Posted: 24 May 2022
Katarina Klaric, Principal, Stephens Lawyers & Consultants
Artificial intelligence (AI) and automated decision-making technology is being deployed by government and business to automate or improve operational capabilities. AI technology or systems also are increasingly being used in the inventive or creative process to generate inventions and literary, artistic, musical and dramatic works without direct human involvement.
Can AI generated inventions be the subject of Patent Protection in Australia?
In Australia, AI generated inventions will not be eligible for patent protection in Australia, unless human inventorship can be established. The Australian courts are still to consider the question of whether ownership of the source code and computers of the AI system which generates the output the subject of the invention, including the operation and maintenance of the AI system, is sufficient human input to constitute inventorship for patent protection.
Commissioner of Patents v Thaler[i]
The recent appeal court decision of the Federal Court of Australia, Commissioner of Patents v Thaler illustrates how the existing patent laws are being challenged by AI technology. AI generated inventions will not be eligible for patent protection where the named inventor is not a human.
In that case, Dr Thaler, the owner of the AI system known as DABUS claimed the output of the DABUS system as an invention and named DABUS as the inventor on the patent application. Dr Thaler owned the copyright in the DABUS source code, the computers upon which DABUS operated and was responsible for the maintenance and cost of the DABUS system and computers.
The trial judge had ruled that the DABUS system could be named as an inventor on the patent application. This ruling was overturned by the appeal court which held that under the Australian Patents Act 1990 (Cth) and Patents Regulations, the inventor named on a patent application had to be a “natural person” to be entitled to a grant of a patent. As a result, Dr Thaler was not entitled to patent protection for the AI generated invention, although he owned the DABUS system that generated the invention[ii].
The court confirmed that a product or process the subject of the invention had to be brought about by some “human action”. This approach accorded with legislative history – “origin of entitlement to the grant of patent lies in human endeavour, which is rewarded by the grant of a limited term monopoly.“[iii]
The court did not accept the proposition that if DABUS is not accepted as the inventor, no invention devised by an artificial intelligence system is capable of being granted a patent. The court left open the question of whether the ownership of copyright in source code and computers on which the AI system operates and its maintenance and operation is sufficient human contribution for inventorship where the claimed invention is AI generated.
Can AI generated Works be the subject of Copyright Protection in Australia?[iv]

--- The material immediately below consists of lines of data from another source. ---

//! The bundled event catalog.
//!
//! The catalog is a read-only JSON document (`events_data.json`) listing
//! featured events, regular events, categories and payment methods. It is an
//! input to registration; nothing in this crate writes it.

use std::path::{Path, PathBuf};

use serde::{Deserialize, Serialize};
use tracing::debug;

use crate::error::{Error, Result};

/// The whole catalog document.
#[derive(Debug, Clone, Default, PartialEq, Serialize, Deserialize)]
#[serde(rename_all = "camelCase")]
pub struct Catalog {
    /// Highlighted events that can be registered for.
    pub featured_events: Vec<FeaturedEvent>,
    /// The general event listing.
    pub regular_events: Vec<Event>,
    /// Category names used for filtering.
    pub categories: Vec<String>,
    /// Accepted payment methods.
    pub payment_methods: Vec<PaymentMethod>,
}

/// A featured event, the unit of registration.
#[derive(Debug, Clone, PartialEq, Serialize, Deserialize)]
#[serde(rename_all = "camelCase")]
pub struct FeaturedEvent {
    /// Display name. Also the source of the derived event id.
    pub name: String,
    /// Free-text event date.
    pub date: String,
    /// Where the event starts.
    pub start_location: String,
    /// Kind of track (road, trail, ...).
    pub track_type: String,
    /// Expected average speed.
    pub average_speed: String,
    /// Free-text distance.
    pub distance: String,
    /// Card color as `#RRGGBB` or `#AARRGGBB`.
    pub background_color: String,
    /// Category name.
    pub category: String,
    /// Free-text end time.
    pub end_time: String,
    /// Long description; empty when the catalog has none.
    #[serde(default)]
    pub description: String,
    /// Ticket price.
    #[serde(default)]
    pub price: u32,
    /// Whether the event requires payment.
    #[serde(default)]
    pub is_paid: bool,
    /// A sample of attendees.
    #[serde(default)]
    pub attendees: Vec<Attendee>,
    /// Total attendee count.
    #[serde(default)]
    pub total_attendees: u32,
}

/// A regular (non-featured) event listing.
#[derive(Debug, Clone, PartialEq, Eq, Serialize, Deserialize)]
#[serde(rename_all = "camelCase")]
pub struct Event {
    /// Display name.
    pub name: String,
    /// Free-text event date.
    pub date: String,
    /// Free-text distance.
    pub distance: String,
    /// Whether the event still accepts participants.
    pub status: EventStatus,
    /// Category name.
    pub category: String,
    /// Free-text end time.
    pub end_time: String,
}

/// Status of a regular event.
#[derive(Debug, Clone, Copy, PartialEq, Eq, Hash, Serialize, Deserialize)]
#[serde(rename_all = "SCREAMING_SNAKE_CASE")]
pub enum EventStatus {
    /// Upcoming, accepting participants.
    Open,
    /// In the past.
    Closed,
}

/// An attendee shown on a featured event card.
#[derive(Debug, Clone, PartialEq, Eq, Serialize, Deserialize)]
#[serde(rename_all = "camelCase")]
pub struct Attendee {
    /// Display name.
    pub name: String,
    /// Avatar URL.
    pub photo_url: String,
}

/// A payment method offered at checkout.
#[derive(Debug, Clone, PartialEq, Eq, Serialize, Deserialize)]
pub struct PaymentMethod {
    /// Display name.
    pub name: String,
    /// Icon identifier.
    pub icon: String,
}

/// An RGBA color decoded from a catalog color string.
#[derive(Debug, Clone, Copy, PartialEq, Eq)]
pub struct Rgba {
    /// Red channel.
    pub r: u8,
    /// Green channel.
    pub g: u8,
    /// Blue channel.
    pub b: u8,
    /// Alpha channel.
    pub a: u8,
}

impl FeaturedEvent {
    /// Decode [`FeaturedEvent::background_color`].
    ///
    /// # Errors
    ///
    /// Returns [`Error::InvalidColor`] unless the value is `#RRGGBB` or
    /// `#AARRGGBB` hex.
    pub fn background_rgba(&self) -> Result<Rgba> {
        parse_color(&self.background_color)
    }
}

fn parse_color(value: &str) -> Result<Rgba> {
    let invalid = || Error::InvalidColor {
        value: value.to_string(),
    };

    let hex = value.strip_prefix('#').ok_or_else(invalid)?;
    if !hex.bytes().all(|b| b.is_ascii_hexdigit()) {
        return Err(invalid());
    }
    let channel = |i: usize| u8::from_str_radix(&hex[i..i + 2], 16).map_err(|_| invalid());

    match hex.len() {
        6 => Ok(Rgba {
            r: channel(0)?,
            g: channel(2)?,
            b: channel(4)?,
            a: 0xFF,
        }),
        8 => Ok(Rgba {
            a: channel(0)?,
            r: channel(2)?,
            g: channel(4)?,
            b: channel(6)?,
        }),
        _ => Err(invalid()),
    }
}

/// Status filter for the regular event listing.
#[derive(Debug, Clone, Copy, PartialEq, Eq, Default)]
pub enum StatusFilter {
    /// Every event.
    #[default]
    All,
    /// Only [`EventStatus::Open`].
    Upcoming,
    /// Only [`EventStatus::Closed`].
    Past,
}

impl StatusFilter {
    fn matches(self, status: EventStatus) -> bool {
        match self {
            Self::All => true,
            Self::Upcoming => status == EventStatus::Open,
            Self::Past => status == EventStatus::Closed,
        }
    }
}

/// Criteria for [`Catalog::filter_events`]. All criteria must match.
#[derive(Debug, Clone, Default, PartialEq, Eq)]
pub struct EventFilter {
    /// Case-insensitive substring of the event name. Empty matches all.
    pub query: String,
    /// Status criterion.
    pub status: StatusFilter,
    /// Exact category, if any.
    pub category: Option<String>,
}

impl Catalog {
    /// Load and decode the catalog at `path`.
    ///
    /// # Errors
    ///
    /// Returns [`Error::CatalogLoad`] if the file cannot be read or decoded.
    pub fn load(path: impl AsRef<Path>) -> Result<Self> {
        let path = path.as_ref();
        let load_error = |message: String| Error::CatalogLoad {
            path: PathBuf::from(path),
            message,
        };

        let json = std::fs::read_to_string(path).map_err(|e| load_error(e.to_string()))?;
        let catalog = Self::from_json(&json).map_err(|e| load_error(e.to_string()))?;

        debug!(
            "Loaded catalog from {} ({} featured, {} regular)",
            path.display(),
            catalog.featured_events.len(),
            catalog.regular_events.len()
        );
        Ok(catalog)
    }

    /// Decode a catalog from a JSON string.
    ///
    /// # Errors
    ///
    /// Returns [`Error::Json`] if the document does not match the schema.
    pub fn from_json(json: &str) -> Result<Self> {
        Ok(serde_json::from_str(json)?)
    }

    /// Find a featured event by exact, case-sensitive name.
    ///
    /// # Errors
    ///
    /// Returns [`Error::EventNotFound`] if no featured event has that name.
    pub fn featured_by_name(&self, name: &str) -> Result<&FeaturedEvent> {
        self.featured_events
            .iter()
            .find(|event| event.name == name)
            .ok_or_else(|| Error::EventNotFound {
                name: name.to_string(),
            })
    }

    /// Featured events, optionally restricted to one category.
    #[must_use]
    pub fn filter_featured(&self, category: Option<&str>) -> Vec<&FeaturedEvent> {
        self.featured_events
            .iter()
            .filter(|event| category.map_or(true, |c| event.category == c))
            .collect()
    }

    /// Regular events matching every criterion in `filter`.
    #[must_use]
    pub fn filter_events(&self, filter: &EventFilter) -> Vec<&Event> {
        let query = filter.query.to_lowercase();
        self.regular_events
            .iter()
            .filter(|event| event.name.to_lowercase().contains(&query))
            .filter(|event| filter.status.matches(event.status))
            .filter(|event| {
                filter
                    .category
                    .as_deref()
                    .map_or(true, |c| event.category == c)
            })
            .collect()
    }
}
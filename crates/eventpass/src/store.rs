//! The registration and notification store.
//!
//! Both collections live as JSON arrays in the preferences document and are
//! rewritten in full on every change. A registration runs as one immediate
//! transaction covering both lists, so concurrent registrations (other
//! tasks, or other processes sharing the database file) cannot interleave
//! their read-modify-write cycles.
//!
//! Stored values that no longer decode are treated as empty. Queries simply
//! log and return an empty list; a registration first moves the undecodable
//! value into the quarantine table and then replaces it.

use std::sync::Arc;

use chrono::Utc;
use serde::de::DeserializeOwned;
use serde::Serialize;
use tokio::sync::watch;
use tracing::{debug, info, warn};

use crate::catalog::FeaturedEvent;
use crate::error::Result;
use crate::feed::NotificationFeed;
use crate::identity::IdentityProvider;
use crate::registration::{
    Notification, Participant, RegisteredEvent, RegistrationOutcome,
};
use crate::storage::{Document, QuarantinedValue, SharedStorage, Storage};

/// Document key of the registration list.
pub const REGISTERED_EVENTS_KEY: &str = "registered_events";

/// Document key of the notification list.
pub const NOTIFICATIONS_KEY: &str = "notifications";

/// Document key of the onboarding flag.
pub const ONBOARDING_KEY: &str = "has_completed_onboarding";

/// A stored list as found in the document.
enum Stored<T> {
    Absent,
    Valid(Vec<T>),
    Corrupt { raw: String, reason: String },
}

fn read_list<T: DeserializeOwned>(document: &Document<'_>, key: &str) -> Result<Stored<T>> {
    let Some(raw) = document.get(key)? else {
        return Ok(Stored::Absent);
    };
    Ok(match serde_json::from_str(&raw) {
        Ok(items) => Stored::Valid(items),
        Err(e) => Stored::Corrupt {
            raw,
            reason: e.to_string(),
        },
    })
}

/// Read a list for display. Undecodable values read as empty.
fn read_lenient<T: DeserializeOwned>(document: &Document<'_>, key: &str) -> Result<Vec<T>> {
    Ok(match read_list(document, key)? {
        Stored::Valid(items) => items,
        Stored::Absent => Vec::new(),
        Stored::Corrupt { reason, .. } => {
            warn!("Stored '{}' is undecodable, reading as empty: {}", key, reason);
            Vec::new()
        }
    })
}

/// Read a list that is about to be rewritten. Undecodable values are
/// quarantined first.
fn read_for_update<T: DeserializeOwned>(document: &Document<'_>, key: &str) -> Result<Vec<T>> {
    Ok(match read_list(document, key)? {
        Stored::Valid(items) => items,
        Stored::Absent => Vec::new(),
        Stored::Corrupt { raw, reason } => {
            document.quarantine(key, &raw, &reason)?;
            Vec::new()
        }
    })
}

fn write_list<T: Serialize>(document: &Document<'_>, key: &str, items: &[T]) -> Result<()> {
    document.set(key, &serde_json::to_string(items)?)
}

/// Counts reported by [`RegistrationStore::stats`].
#[derive(Debug, Clone, Copy, PartialEq, Eq)]
pub struct RegistrationStats {
    /// Stored registrations.
    pub registrations: usize,
    /// Stored notifications.
    pub notifications: usize,
    /// Keys present in the preferences document.
    pub stored_keys: i64,
    /// Values moved to quarantine over the database's lifetime.
    pub quarantined_values: i64,
    /// Database file size in bytes (0 for in-memory databases).
    pub db_size_bytes: u64,
}

/// Records registrations and the notifications they raise.
#[derive(Debug, Clone)]
pub struct RegistrationStore {
    storage: SharedStorage,
    identity: Option<Arc<dyn IdentityProvider>>,
    feed: Arc<watch::Sender<Vec<Notification>>>,
}

impl RegistrationStore {
    /// Open a store over `storage`.
    ///
    /// # Errors
    ///
    /// Returns an error if the current notifications cannot be read.
    pub async fn open(storage: SharedStorage) -> Result<Self> {
        let notifications = storage
            .run(|s| read_lenient::<Notification>(&s.document(), NOTIFICATIONS_KEY))
            .await?;
        let (feed, _) = watch::channel(notifications);

        Ok(Self {
            storage,
            identity: None,
            feed: Arc::new(feed),
        })
    }

    /// Open a store over a fresh in-memory database.
    ///
    /// # Errors
    ///
    /// Returns an error if the database cannot be created.
    pub async fn open_in_memory() -> Result<Self> {
        Self::open(SharedStorage::new(Storage::open_in_memory()?)).await
    }

    /// Look up participant emails through `identity`.
    #[must_use]
    pub fn with_identity(mut self, identity: Arc<dyn IdentityProvider>) -> Self {
        self.identity = Some(identity);
        self
    }

    /// The storage handle this store writes through.
    #[must_use]
    pub fn storage(&self) -> &SharedStorage {
        &self.storage
    }

    /// Register the signed-in participant for `event`.
    ///
    /// Registering for an event whose id is already stored leaves the
    /// registration list untouched. A notification is appended either way.
    ///
    /// # Errors
    ///
    /// Returns an error if the document cannot be read, written or committed.
    pub async fn register_for_event(
        &self,
        event: &FeaturedEvent,
        phone_number: &str,
    ) -> Result<RegistrationOutcome> {
        info!("Registering for '{}'", event.name);
        let email = self.participant_email().await;
        let event = event.clone();
        let phone_number = phone_number.to_string();

        let (outcome, notifications) = self
            .storage
            .run(move |storage| {
                storage.transaction(|document| {
                    let registered_at = Utc::now();
                    let participant = Participant {
                        email: &email,
                        phone_number: &phone_number,
                    };
                    let candidate = RegisteredEvent::new(&event, participant, registered_at);

                    let mut events: Vec<RegisteredEvent> =
                        read_for_update(document, REGISTERED_EVENTS_KEY)?;
                    let existing = events
                        .iter()
                        .find(|e| e.event_id == candidate.event_id)
                        .cloned();
                    let (record, newly_registered) = if let Some(existing) = existing {
                        debug!("'{}' already registered, keeping existing record", event.name);
                        (existing, false)
                    } else {
                        events.push(candidate.clone());
                        write_list(document, REGISTERED_EVENTS_KEY, &events)?;
                        (candidate, true)
                    };

                    let mut notifications: Vec<Notification> =
                        read_for_update(document, NOTIFICATIONS_KEY)?;
                    // Never let a clock step backwards reorder the feed.
                    let timestamp = notifications
                        .last()
                        .map_or(registered_at, |last| last.timestamp.max(registered_at));
                    let notification =
                        Notification::registered(&event, timestamp, notifications.len());
                    notifications.push(notification.clone());
                    write_list(document, NOTIFICATIONS_KEY, &notifications)?;

                    Ok((
                        RegistrationOutcome {
                            event: record,
                            notification,
                            newly_registered,
                        },
                        notifications,
                    ))
                })
            })
            .await?;

        self.feed.send_replace(notifications);
        info!(
            "Registration for '{}' complete (new: {})",
            outcome.event.event_name, outcome.newly_registered
        );
        Ok(outcome)
    }

    async fn participant_email(&self) -> String {
        let Some(identity) = &self.identity else {
            return String::new();
        };
        match identity.current_email().await {
            Ok(email) => email.unwrap_or_default(),
            Err(e) => {
                warn!("Could not look up participant email, continuing without: {}", e);
                String::new()
            }
        }
    }

    /// All registrations in insertion order.
    ///
    /// # Errors
    ///
    /// Returns an error if the database cannot be read. Undecodable stored
    /// data is not an error and reads as an empty list.
    pub async fn registered_events(&self) -> Result<Vec<RegisteredEvent>> {
        self.storage
            .run(|s| read_lenient(&s.document(), REGISTERED_EVENTS_KEY))
            .await
    }

    /// The registration with `event_id`, if any.
    ///
    /// # Errors
    ///
    /// Returns an error if the database cannot be read.
    pub async fn event_by_id(&self, event_id: &str) -> Result<Option<RegisteredEvent>> {
        Ok(self
            .registered_events()
            .await?
            .into_iter()
            .find(|e| e.event_id == event_id))
    }

    /// All notifications, oldest first.
    ///
    /// # Errors
    ///
    /// Returns an error if the database cannot be read.
    pub async fn notifications(&self) -> Result<Vec<Notification>> {
        self.storage
            .run(|s| read_lenient(&s.document(), NOTIFICATIONS_KEY))
            .await
    }

    /// Subscribe to the notification list.
    #[must_use]
    pub fn subscribe(&self) -> NotificationFeed {
        NotificationFeed::new(self.feed.subscribe())
    }

    /// Re-read the notification list and publish it if it changed.
    ///
    /// Picks up registrations committed by other processes sharing the
    /// database file. Returns whether subscribers were notified.
    ///
    /// # Errors
    ///
    /// Returns an error if the database cannot be read.
    pub async fn refresh(&self) -> Result<bool> {
        let current = self.notifications().await?;
        Ok(self.feed.send_if_modified(|published| {
            if *published == current {
                return false;
            }
            *published = current;
            true
        }))
    }

    /// Values quarantined from the registration and notification lists.
    ///
    /// # Errors
    ///
    /// Returns an error if the database cannot be read.
    pub async fn quarantined(&self) -> Result<Vec<QuarantinedValue>> {
        self.storage
            .run(|s| {
                let mut values = s.quarantined(REGISTERED_EVENTS_KEY)?;
                values.extend(s.quarantined(NOTIFICATIONS_KEY)?);
                values.sort_by_key(|v| v.id);
                Ok(values)
            })
            .await
    }

    /// Mark onboarding as completed.
    ///
    /// # Errors
    ///
    /// Returns an error if the flag cannot be written.
    pub async fn set_onboarding_completed(&self) -> Result<()> {
        self.storage.run(|s| s.set(ONBOARDING_KEY, "true")).await
    }

    /// Whether onboarding has been completed. Defaults to `false`.
    ///
    /// # Errors
    ///
    /// Returns an error if the flag cannot be read.
    pub async fn has_completed_onboarding(&self) -> Result<bool> {
        let value = self.storage.run(|s| s.get(ONBOARDING_KEY)).await?;
        Ok(value.as_deref() == Some("true"))
    }

    /// Counts of stored records.
    ///
    /// # Errors
    ///
    /// Returns an error if the database cannot be read.
    pub async fn stats(&self) -> Result<RegistrationStats> {
        self.storage
            .run(|s| {
                let document = s.document();
                let registrations =
                    read_lenient::<RegisteredEvent>(&document, REGISTERED_EVENTS_KEY)?.len();
                let notifications =
                    read_lenient::<Notification>(&document, NOTIFICATIONS_KEY)?.len();
                let storage_stats = s.stats()?;
                Ok(RegistrationStats {
                    registrations,
                    notifications,
                    stored_keys: storage_stats.total_keys,
                    quarantined_values: storage_stats.quarantined_values,
                    db_size_bytes: storage_stats.db_size_bytes,
                })
            })
            .await
    }
}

Businesses or individual using AI computer systems or technology to generate literary works, such as reports, directories or other compilations, databases, computer software, digital images, designs or plans or artistic, musical or dramatic works are at risk of not having copyright protection.
In Australia, such works will not be protected by copyright where they are AI computer generated and the party claiming copyright is unable to establish that the works originate from a human author or authors exercising sufficient skill and judgement or intellectual effort in the creation or production of the works.
Unlike the United Kingdom, Australia has not amended its Copyright Act to provide specific copyright protection to computer generated works. Under section 9, Copyright, Designs and Patents Act 1988(UK), the author of computer generated literary, dramatic, musical and artistic works is taken to be the person by whom the arrangements necessary for the creation of the work was undertaken.